Why does Sam, who seems to only want an emotional affair, eventually succumb to wanting a real one? And why, when he does, does he take it so much further than Cora wanted to? We can only guess. Maybe it has something to do with how capable his wife, Jules, is. Maybe over time, he's begun to think that Jules doesn't think much of him, because he's the weak half in their relationship. Cora has never wanted anything but to have torrid sex with him, so it may have eventually seemed to him that his emotional needs would have been met better with her.

After Cora has been imagining a real affair with Sam for years while also managing her real life, we get a sneak peak into what Sam's imagination has been doing with the relationship. To Cora's surprise, in Sam's fantasy, she is reading poetry instead of doing mom stuff. She's almost offended by it. This is why the first rule of Quasi-Affair Club is that you don't talk about the quasi-affair with the person you're having the quasi-affair with. You'll likely to find out that you're getting different things out of it and that you're being put into the imaginary life of the other person in a very different way from what you'd hope. Which is fine as long as nobody ever reveals this to the other person.

Sam's feelings for Cora were more "platonic," and therefore, perhaps, a little deeper. The danger of Cora's feelings for Sam was that if her fantasy ever came true, it might end up in a tryst they'd have to keep hidden. The danger of Sam's feelings for Cora was that if his fantasy ever came true, he'd leave his wife and wreck a couple of homes.

There was nothing wrong with the way either Sam or Cora felt. Human psychology is strange and often doesn't make any sense. We need to feel desired sometimes by people we cannot begin to fulfill. A sensitive person will understand this need in others and fill it, having their own needs met in return, and neither couple ever needs to acknowledge it. "Ten Year Affair" is incredibly perceptive in understanding these rules, and the way it shows its understanding is by observing what happens from breaching them.




*Throughout this post, I'm going to be casually talking about male-female relationships in a way that I acknowledge may come across as "heteronormative," meaning it might seem to suggest that heterosexual attraction is the assumed sexual orientation.
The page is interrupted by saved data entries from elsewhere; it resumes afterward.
use std::path::PathBuf;

use async_trait::async_trait;
use rust_mcp_sdk::macros::{mcp_tool, JsonSchema};
use rust_mcp_sdk::schema::{
    schema_utils::CallToolError, CallToolRequestParams, CallToolResult, ListToolsResult,
    PaginatedRequestParams, RpcError, TextContent,
};
use rust_mcp_sdk::tool_box;
use rust_mcp_sdk::{mcp_server::ServerHandler, McpServer};
use serde::{Deserialize, Serialize};

use crate::version;

use tasklane_core::views;
use tasklane_core::workspace::Workspace;

#[derive(Clone)]
pub struct McpContext {
    pub default_root: Option<PathBuf>,
}

fn resolve_root(context: &McpContext, root: Option<&str>) -> PathBuf {
    let root_value = root.and_then(|value| {
        let trimmed = value.trim();
        if trimmed.is_empty() {
            None
        } else {
            Some(trimmed.to_string())
        }
    });
    if let Some(root_value) = root_value {
        return PathBuf::from(root_value);
    }
    if let Some(default_root) = &context.default_root {
        return default_root.clone();
    }
    std::env::current_dir().unwrap_or_else(|_| PathBuf::from("."))
}

fn open_workspace(context: &McpContext, root: Option<&str>) -> Workspace {
    Workspace::open(&resolve_root(context, root))
}

fn ok_text(content: String) -> Result<CallToolResult, CallToolError> {
    Ok(CallToolResult::text_content(vec![TextContent::from(
        content,
    )]))
}

#[mcp_tool(name = "version", description = "Return tasklane version information.")]
#[derive(Debug, Deserialize, Serialize, JsonSchema)]
pub struct VersionTool {}

#[mcp_tool(
    name = "list_tasks",
    description = "Show the task list as a compact table with completion status."
)]
#[derive(Debug, Deserialize, Serialize, JsonSchema)]
pub struct ListTasksTool {
    pub root: Option<String>,
}

#[mcp_tool(
    name = "explain_tasks",
    description = "Show every task in full with a status summary."
)]
#[derive(Debug, Deserialize, Serialize, JsonSchema)]
pub struct ExplainTasksTool {
    pub root: Option<String>,
}

#[mcp_tool(
    name = "peek_task",
    description = "Show the current task without advancing the pointer."
)]
#[derive(Debug, Deserialize, Serialize, JsonSchema)]
pub struct PeekTaskTool {
    pub root: Option<String>,
    /// Include the rule text in the shown task content.
    #[serde(default)]
    pub with_rules: bool,
}

#[mcp_tool(
    name = "next_task",
    description = "Serve the current task, mark it complete, and advance the pointer."
)]
#[derive(Debug, Deserialize, Serialize, JsonSchema)]
pub struct NextTaskTool {
    pub root: Option<String>,
    /// Include the rule text in the served task content.
    #[serde(default)]
    pub with_rules: bool,
}

#[mcp_tool(
    name = "reset_pointer",
    description = "Move the pointer back to the first task. Completion marks are kept."
)]
#[derive(Debug, Deserialize, Serialize, JsonSchema)]
pub struct ResetPointerTool {
    pub root: Option<String>,
}

#[mcp_tool(
    name = "reset_status",
    description = "Clear all completion marks. Fingerprint history is kept."
)]
#[derive(Debug, Deserialize, Serialize, JsonSchema)]
pub struct ResetStatusTool {
    pub root: Option<String>,
}

#[mcp_tool(
    name = "goto_task",
    description = "Jump the pointer to a 0-based index. Out-of-range input is clamped."
)]
#[derive(Debug, Deserialize, Serialize, JsonSchema)]
pub struct GotoTaskTool {
    pub index: i64,
    pub root: Option<String>,
}

#[mcp_tool(
    name = "start_task",
    description = "Deprecated: show task info without changing state. Use complete_task to mark tasks done."
)]
#[derive(Debug, Deserialize, Serialize, JsonSchema)]
pub struct StartTaskTool {
    pub index: i64,
    pub root: Option<String>,
}

#[mcp_tool(name = "complete_task", description = "Mark a task complete by index.")]
#[derive(Debug, Deserialize, Serialize, JsonSchema)]
pub struct CompleteTaskTool {
    pub index: i64,
    pub root: Option<String>,
}

#[mcp_tool(
    name = "uncomplete_task",
    description = "Mark a task pending again by index."
)]
#[derive(Debug, Deserialize, Serialize, JsonSchema)]
pub struct UncompleteTaskTool {
    pub index: i64,
    pub root: Option<String>,
}

#[mcp_tool(
    name = "auto_advance",
    description = "Mark the next tasks complete in bulk and return their full rule-annotated content."
)]
#[derive(Debug, Deserialize, Serialize, JsonSchema)]
pub struct AutoAdvanceTool {
    /// Number of tasks to advance; all remaining tasks when omitted.
    pub count: Option<i64>,
    pub root: Option<String>,
}

#[mcp_tool(
    name = "sync_tasks",
    description = "Reconcile completion state against the current task file."
)]
#[derive(Debug, Deserialize, Serialize, JsonSchema)]
pub struct SyncTasksTool {
    pub root: Option<String>,
}

#[mcp_tool(
    name = "show_rules",
    description = "Show the rule text prepended to annotated tasks, including the safety preamble."
)]
#[derive(Debug, Deserialize, Serialize, JsonSchema)]
pub struct ShowRulesTool {
    pub root: Option<String>,
}

// Generates enum TasklaneTools with variants for each tool
tool_box!(
    TasklaneTools,
    [
        VersionTool,
        ListTasksTool,
        ExplainTasksTool,
        PeekTaskTool,
        NextTaskTool,
        ResetPointerTool,
        ResetStatusTool,
        GotoTaskTool,
        StartTaskTool,
        CompleteTaskTool,
        UncompleteTaskTool,
        AutoAdvanceTool,
        SyncTasksTool,
        ShowRulesTool
    ]
);

pub struct TasklaneServerHandler {
    pub context: McpContext,
}

#[async_trait]
impl ServerHandler for TasklaneServerHandler {
    async fn handle_list_tools_request(
        &self,
        _params: Option<PaginatedRequestParams>,
        _runtime: std::sync::Arc<dyn McpServer>,
    ) -> Result<ListToolsResult, RpcError> {
        Ok(ListToolsResult {
            meta: None,
            next_cursor: None,
            tools: TasklaneTools::tools(),
        })
    }

    async fn handle_call_tool_request(
        &self,
        params: CallToolRequestParams,
        _runtime: std::sync::Arc<dyn McpServer>,
    ) -> Result<CallToolResult, CallToolError> {
        let tool = TasklaneTools::try_from(params).map_err(CallToolError::new)?;
        match tool {
            TasklaneTools::VersionTool(tool) => tool.call(&self.context),
            TasklaneTools::ListTasksTool(tool) => tool.call(&self.context),
            TasklaneTools::ExplainTasksTool(tool) => tool.call(&self.context),
            TasklaneTools::PeekTaskTool(tool) => tool.call(&self.context),
            TasklaneTools::NextTaskTool(tool) => tool.call(&self.context),
            TasklaneTools::ResetPointerTool(tool) => tool.call(&self.context),
            TasklaneTools::ResetStatusTool(tool) => tool.call(&self.context),
            TasklaneTools::GotoTaskTool(tool) => tool.call(&self.context),
            TasklaneTools::StartTaskTool(tool) => tool.call(&self.context),
            TasklaneTools::CompleteTaskTool(tool) => tool.call(&self.context),
            TasklaneTools::UncompleteTaskTool(tool) => tool.call(&self.context),
            TasklaneTools::AutoAdvanceTool(tool) => tool.call(&self.context),
            TasklaneTools::SyncTasksTool(tool) => tool.call(&self.context),
            TasklaneTools::ShowRulesTool(tool) => tool.call(&self.context),
        }
    }
}

impl VersionTool {
    fn call(&self, _context: &McpContext) -> Result<CallToolResult, CallToolError> {
        ok_text(format!(
            "tasklane {} ({})",
            env!("CARGO_PKG_VERSION"),
            version::FULL
        ))
    }
}

impl ListTasksTool {
    fn call(&self, context: &McpContext) -> Result<CallToolResult, CallToolError> {
        let ws = open_workspace(context, self.root.as_deref());
        let records = ws.tasks().map_err(CallToolError::new)?;
        ok_text(views::task_table(&records, ws.state()))
    }
}

impl ExplainTasksTool {
    fn call(&self, context: &McpContext) -> Result<CallToolResult, CallToolError> {
        let ws = open_workspace(context, self.root.as_deref());
        let records = ws.tasks().map_err(CallToolError::new)?;
        ok_text(views::task_details(&records, ws.state()))
    }
}

impl PeekTaskTool {
    fn call(&self, context: &McpContext) -> Result<CallToolResult, CallToolError> {
        let mut ws = open_workspace(context, self.root.as_deref());
        let step = ws.peek(self.with_rules).map_err(CallToolError::new)?;
        ok_text(views::peek_text(&step))
    }
}

impl NextTaskTool {
    fn call(&self, context: &McpContext) -> Result<CallToolResult, CallToolError> {
        let mut ws = open_workspace(context, self.root.as_deref());
        let step = ws.advance(self.with_rules).map_err(CallToolError::new)?;
        ok_text(views::advance_text(&step))
    }
}

impl ResetPointerTool {
    fn call(&self, context: &McpContext) -> Result<CallToolResult, CallToolError> {
        let mut ws = open_workspace(context, self.root.as_deref());
        ws.reset().map_err(CallToolError::new)?;
        ok_text("Pointer reset to 0.".to_string())
    }
}

impl ResetStatusTool {
    fn call(&self, context: &McpContext) -> Result<CallToolResult, CallToolError> {
        let mut ws = open_workspace(context, self.root.as_deref());
        let cleared = ws.reset_status().map_err(CallToolError::new)?;
        if cleared {
            ok_text("All completion marks cleared.".to_string())
        } else {
            ok_text("No completion marks to clear.".to_string())
        }
    }
}

impl GotoTaskTool {
    fn call(&self, context: &McpContext) -> Result<CallToolResult, CallToolError> {
        let mut ws = open_workspace(context, self.root.as_deref());
        let landed = ws.goto(self.index).map_err(CallToolError::new)?;
        ok_text(format!("Pointer moved to {landed}."))
    }
}

impl StartTaskTool {
    fn call(&self, context: &McpContext) -> Result<CallToolResult, CallToolError> {
        let mut ws = open_workspace(context, self.root.as_deref());
        let info = ws.start_info(self.index).map_err(CallToolError::new)?;
        ok_text(views::start_text(info.as_ref()))
    }
}

impl CompleteTaskTool {
    fn call(&self, context: &McpContext) -> Result<CallToolResult, CallToolError> {
        let mut ws = open_workspace(context, self.root.as_deref());
        let outcome = ws.complete(self.index).map_err(CallToolError::new)?;
        ok_text(views::complete_text(&outcome))
    }
}

impl UncompleteTaskTool {
    fn call(&self, context: &McpContext) -> Result<CallToolResult, CallToolError> {
        let mut ws = open_workspace(context, self.root.as_deref());
        let outcome = ws.uncomplete(self.index).map_err(CallToolError::new)?;
        ok_text(views::uncomplete_text(&outcome))
    }
}

impl AutoAdvanceTool {
    fn call(&self, context: &McpContext) -> Result<CallToolResult, CallToolError> {
        let mut ws = open_workspace(context, self.root.as_deref());
        let batch = ws.batch_advance(self.count).map_err(CallToolError::new)?;
        ok_text(views::batch_text(&batch))
    }
}

impl SyncTasksTool {
    fn call(&self, context: &McpContext) -> Result<CallToolResult, CallToolError> {
        let mut ws = open_workspace(context, self.root.as_deref());
        let records = ws.reconcile().map_err(CallToolError::new)?;
        ok_text(views::sync_summary(&records, ws.state()))
    }
}

impl ShowRulesTool {
    fn call(&self, context: &McpContext) -> Result<CallToolResult, CallToolError> {
        let ws = open_workspace(context, self.root.as_deref());
        ok_text(ws.rules())
    }
}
I don't mean to do that, but it ended up being very cumbersome to keep qualifying everything with "in heterosexual relationships" or a similar caveat. Please read this entire post as though it were in brackets. Around those brackets are all the other sexual ways of being in the world that aren't heterosexual and more or less nuclear-family-centric. These other ways aren't "abnormal," even if they're not in the majority. I'm equating relationships in this post to heterosexual relationships because writing it the other way wasn't pretty. 

2 comments:

  1. You've really put a lot of thought into those rules! I've had a few quasi-affairs myself, but they're more like unrequited crushes. Still, I can appreciate the dual-timeline nature of the story - once my husband wondered if I was having some kind of seizures, I'd kind of get a faraway look and respond to anything in monosyllables.
    There was something of a culture shock in going from Mr. Ashok and the Turkish Trash Collector Orchestra to a suburban affair. But once I got over myself and remembered that variety is an asset in this collection, I engaged.